Your output should consist of every record, copied exactly.

○ ○ ○ ○ ○

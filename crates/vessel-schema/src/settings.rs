use serde::{Deserialize, Serialize};
use std::path::{Path, PathBuf};
use thiserror::Error;

/// System-wide settings file consulted when no `--config` is given.
pub const DEFAULT_SETTINGS_PATH: &str = "/etc/vessel/vessel.toml";

#[derive(Debug, Error)]
pub enum SettingsError {
    #[error("failed to read settings file {path}: {source}")]
    Io {
        path: PathBuf,
        source: std::io::Error,
    },
    #[error("failed to parse settings: {0}")]
    ParseToml(#[from] toml::de::Error),
    #[error("userns_command must not be empty")]
    EmptyUsernsCommand,
}

/// Global settings for the OCI launcher and lifecycle driver.
#[derive(Debug, Clone, Deserialize, Serialize, PartialEq, Eq)]
#[serde(deny_unknown_fields)]
pub struct Settings {
    /// OCI runtime executable. When unset the first of crun, runc and youki
    /// found on `PATH` is used.
    #[serde(default)]
    pub runtime: Option<String>,
    /// Base directory for container bookkeeping and runtime state.
    #[serde(default)]
    pub state_dir: Option<PathBuf>,
    #[serde(default = "default_cdi_spec_dirs")]
    pub cdi_spec_dirs: Vec<PathBuf>,
    #[serde(default = "default_subuid_file")]
    pub subuid_file: PathBuf,
    #[serde(default = "default_subgid_file")]
    pub subgid_file: PathBuf,
    /// Command prefix that runs the OCI runtime inside a user namespace with
    /// the invoking user mapped to root and the subordinate range above it.
    #[serde(default = "default_userns_command")]
    pub userns_command: Vec<String>,
    /// Parent directory for temporary bundles.
    #[serde(default)]
    pub tmp_dir: Option<PathBuf>,
    /// Shell used to evaluate `--env-file` content.
    #[serde(default = "default_shell")]
    pub shell: PathBuf,
}

impl Default for Settings {
    fn default() -> Self {
        Self {
            runtime: None,
            state_dir: None,
            cdi_spec_dirs: default_cdi_spec_dirs(),
            subuid_file: default_subuid_file(),
            subgid_file: default_subgid_file(),
            userns_command: default_userns_command(),
            tmp_dir: None,
            shell: default_shell(),
        }
    }
}

fn default_cdi_spec_dirs() -> Vec<PathBuf> {
    vec![PathBuf::from("/etc/cdi"), PathBuf::from("/var/run/cdi")]
}

fn default_subuid_file() -> PathBuf {
    PathBuf::from("/etc/subuid")
}

fn default_subgid_file() -> PathBuf {
    PathBuf::from("/etc/subgid")
}

fn default_userns_command() -> Vec<String> {
    ["unshare", "--user", "--map-root-user", "--map-auto", "--"]
        .iter()
        .map(|s| (*s).to_owned())
        .collect()
}

fn default_shell() -> PathBuf {
    PathBuf::from("/bin/sh")
}

impl Settings {
    pub fn from_toml(input: &str) -> Result<Self, SettingsError> {
        let settings: Self = toml::from_str(input)?;
        if settings.userns_command.is_empty() {
            return Err(SettingsError::EmptyUsernsCommand);
        }
        Ok(settings)
    }

    pub fn load(path: &Path) -> Result<Self, SettingsError> {
        let content = std::fs::read_to_string(path).map_err(|e| SettingsError::Io {
            path: path.to_path_buf(),
            source: e,
        })?;
        Self::from_toml(&content)
    }

    /// Load [`DEFAULT_SETTINGS_PATH`], falling back to built-in defaults when
    /// the file does not exist.
    pub fn load_default() -> Result<Self, SettingsError> {
        let path = Path::new(DEFAULT_SETTINGS_PATH);
        if path.exists() {
            Self::load(path)
        } else {
            Ok(Self::default())
        }
    }

    /// Base state directory: the configured one, `/run/vessel-oci` for root,
    /// otherwise below the user's runtime directory.
    pub fn resolve_state_dir(&self, uid: u32, xdg_runtime_dir: Option<&str>) -> PathBuf {
        if let Some(dir) = &self.state_dir {
            return dir.clone();
        }
        if uid == 0 {
            return PathBuf::from("/run/vessel-oci");
        }
        match xdg_runtime_dir {
            Some(dir) if !dir.is_empty() => PathBuf::from(dir).join("vessel-oci"),
            _ => PathBuf::from(format!("/tmp/vessel-oci-{uid}")),
        }
    }
}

○ ○ ○ ○ ○

EXERCISE RESULT
filename crates/vessel-schema/src/settings.rs
use serde::{Deserialize, Serialize};
use std::path::{Path, PathBuf};
use thiserror::Error;

/// System-wide settings file consulted when no `--config` is given.
pub const DEFAULT_SETTINGS_PATH: &str = "/etc/vessel/vessel.toml";

#[derive(Debug, Error)]
pub enum SettingsError {
    #[error("failed to read settings file {path}: {source}")]
    Io {
        path: PathBuf,
        source: std::io::Error,
    },
    #[error("failed to parse settings: {0}")]
    ParseToml(#[from] toml::de::Error),
    #[error("userns_command must not be empty")]
    EmptyUsernsCommand,
}

/// Global settings for the OCI launcher and lifecycle driver.
#[derive(Debug, Clone, Deserialize, Serialize, PartialEq, Eq)]
#[serde(deny_unknown_fields)]
pub struct Settings {
    /// OCI runtime executable. When unset the first of crun, runc and youki
    /// found on `PATH` is used.
    #[serde(default)]
    pub runtime: Option<String>,
    /// Base directory for container bookkeeping and runtime state.
    #[serde(default)]
    pub state_dir: Option<PathBuf>,
    #[serde(default = "default_cdi_spec_dirs")]
    pub cdi_spec_dirs: Vec<PathBuf>,
    #[serde(default = "default_subuid_file")]
    pub subuid_file: PathBuf,
    #[serde(default = "default_subgid_file")]
    pub subgid_file: PathBuf,
    /// Command prefix that runs the OCI runtime inside a user namespace with
    /// the invoking user mapped to root and the subordinate range above it.
    #[serde(default = "default_userns_command")]
    pub userns_command: Vec<String>,
    /// Parent directory for temporary bundles.
    #[serde(default)]
    pub tmp_dir: Option<PathBuf>,
    /// Shell used to evaluate `--env-file` content.
    #[serde(default = "default_shell")]
    pub shell: PathBuf,
}

impl Default for Settings {
    fn default() -> Self {
        Self {
            runtime: None,
            state_dir: None,
            cdi_spec_dirs: default_cdi_spec_dirs(),
            subuid_file: default_subuid_file(),
            subgid_file: default_subgid_file(),
            userns_command: default_userns_command(),
            tmp_dir: None,
            shell: default_shell(),
        }
    }
}

fn default_cdi_spec_dirs() -> Vec<PathBuf> {
    vec![PathBuf::from("/etc/cdi"), PathBuf::from("/var/run/cdi")]
}

fn default_subuid_file() -> PathBuf {
    PathBuf::from("/etc/subuid")
}

fn default_subgid_file() -> PathBuf {
    PathBuf::from("/etc/subgid")
}

fn default_userns_command() -> Vec<String> {
    ["unshare", "--user", "--map-root-user", "--map-auto", "--"]
        .iter()
        .map(|s| (*s).to_owned())
        .collect()
}

fn default_shell() -> PathBuf {
    PathBuf::from("/bin/sh")
}

impl Settings {
    pub fn from_toml(input: &str) -> Result<Self, SettingsError> {
        let settings: Self = toml::from_str(input)?;
        if settings.userns_command.is_empty() {
            return Err(SettingsError::EmptyUsernsCommand);
        }
        Ok(settings)
    }

    pub fn load(path: &Path) -> Result<Self, SettingsError> {
        let content = std::fs::read_to_string(path).map_err(|e| SettingsError::Io {
            path: path.to_path_buf(),
            source: e,
        })?;
        Self::from_toml(&content)
    }

    /// Load [`DEFAULT_SETTINGS_PATH`], falling back to built-in defaults when
    /// the file does not exist.
    pub fn load_default() -> Result<Self, SettingsError> {
        let path = Path::new(DEFAULT_SETTINGS_PATH);
        if path.exists() {
            Self::load(path)
        } else {
            Ok(Self::default())
        }
    }

    /// Base state directory: the configured one, `/run/vessel-oci` for root,
    /// otherwise below the user's runtime directory.
    pub fn resolve_state_dir(&self, uid: u32, xdg_runtime_dir: Option<&str>) -> PathBuf {
        if let Some(dir) = &self.state_dir {
            return dir.clone();
        }
        if uid == 0 {
            return PathBuf::from("/run/vessel-oci");
        }
        match xdg_runtime_dir {
            Some(dir) if !dir.is_empty() => PathBuf::from(dir).join("vessel-oci"),
            _ => PathBuf::from(format!("/tmp/vessel-oci-{uid}")),
        }
    }
}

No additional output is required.